▸ WORK TO COMPLETE:
Your answer should be a number only: the count of lines in the following entries that contain "ErasedRunner".

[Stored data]
// src/registry.rs

//! `Registry<E>`: pipelines keyed by their context data type.

use crate::core::context_data::ContextData;
use crate::core::control::PipelineResult;
use crate::error::FlowError;
use crate::pipeline::definition::Pipeline;

use async_trait::async_trait;
use parking_lot::RwLock;
use std::any::{Any, TypeId};
use std::collections::HashMap;
use std::marker::PhantomData;
use std::sync::Arc;
use tracing::{event, Level};

#[async_trait]
trait ErasedRunner<AppErr>: Send + Sync
where
  AppErr: std::error::Error + Send + Sync + 'static,
{
  /// `ctx` holds a `ContextData<TData>` for the wrapped pipeline's `TData`.
  async fn run_erased(&self, ctx: Box<dyn Any + Send>) -> Result<PipelineResult, AppErr>;
}

struct Runner<TData, HandlerErr>
where
  TData: 'static + Send + Sync,
  HandlerErr: std::error::Error + From<FlowError> + Send + Sync + 'static,
{
  pipeline: Arc<Pipeline<TData, HandlerErr>>,
}

#[async_trait]
impl<TData, HandlerErr, AppErr> ErasedRunner<AppErr> for Runner<TData, HandlerErr>
where
  TData: 'static + Send + Sync,
  HandlerErr: std::error::Error + From<FlowError> + Send + Sync + 'static,
  AppErr: std::error::Error + From<HandlerErr> + From<FlowError> + Send + Sync + 'static,
{
  async fn run_erased(&self, ctx: Box<dyn Any + Send>) -> Result<PipelineResult, AppErr> {
    let ctx_data = match ctx.downcast::<ContextData<TData>>() {
      Ok(boxed) => *boxed,
      Err(_) => {
        return Err(AppErr::from(FlowError::TypeMismatch {
          expected_type: std::any::type_name::<ContextData<TData>>().to_string(),
        }))
      }
    };
    self.pipeline.run(ctx_data).await.map_err(AppErr::from)
  }
}

/// Holds one pipeline per context type. `run` returns the application error `E`.
pub struct Registry<E = FlowError>
where
  E: std::error::Error + From<FlowError> + Send + Sync + 'static,
{
  pipelines: RwLock<HashMap<TypeId, Arc<dyn ErasedRunner<E>>>>,
  _error: PhantomData<E>,
}

impl<E> Default for Registry<E>
where
  E: std::error::Error + From<FlowError> + Send + Sync + 'static,
{
  fn default() -> Self {
    Self::new()
  }
}

impl<E> Registry<E>
where
  E: std::error::Error + From<FlowError> + Send + Sync + 'static,
{
  pub fn new() -> Self {
    Self {
      pipelines: RwLock::new(HashMap::new()),
      _error: PhantomData,
    }
  }

  /// Registers `pipeline` for its context type, replacing any earlier one.
  pub fn register_pipeline<TData, HandlerErr>(&self, pipeline: Pipeline<TData, HandlerErr>)
  where
    TData: 'static + Send + Sync,
    HandlerErr: std::error::Error + From<FlowError> + Send + Sync + 'static,
    E: From<HandlerErr>,
  {
    event!(Level::DEBUG, context_type = %std::any::type_name::<TData>(), "Registering pipeline.");
    let runner: Arc<dyn ErasedRunner<E>> = Arc::new(Runner {
      pipeline: Arc::new(pipeline),
    });
    self.pipelines.write().insert(TypeId::of::<TData>(), runner);
  }

  pub fn is_registered<TData: 'static + Send + Sync>(&self) -> bool {
    self.pipelines.read().contains_key(&TypeId::of::<TData>())
  }

  /// Runs the pipeline registered for `TData`.
  pub async fn run<TData>(&self, ctx_data: ContextData<TData>) -> Result<PipelineResult, E>
  where
    TData: 'static + Send + Sync,
  {
    let runner = self
      .pipelines
      .read()
      .get(&TypeId::of::<TData>())
      .cloned()
      .ok_or_else(|| {
        let type_name = std::any::type_name::<TData>();
        event!(Level::ERROR, context_type = type_name, "No pipeline registered.");
        E::from(FlowError::NotRegistered {
          type_name: type_name.to_string(),
        })
      })?;

    runner.run_erased(Box::new(ctx_data)).await
  }
}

▸ EXERCISE RESPONSE:
4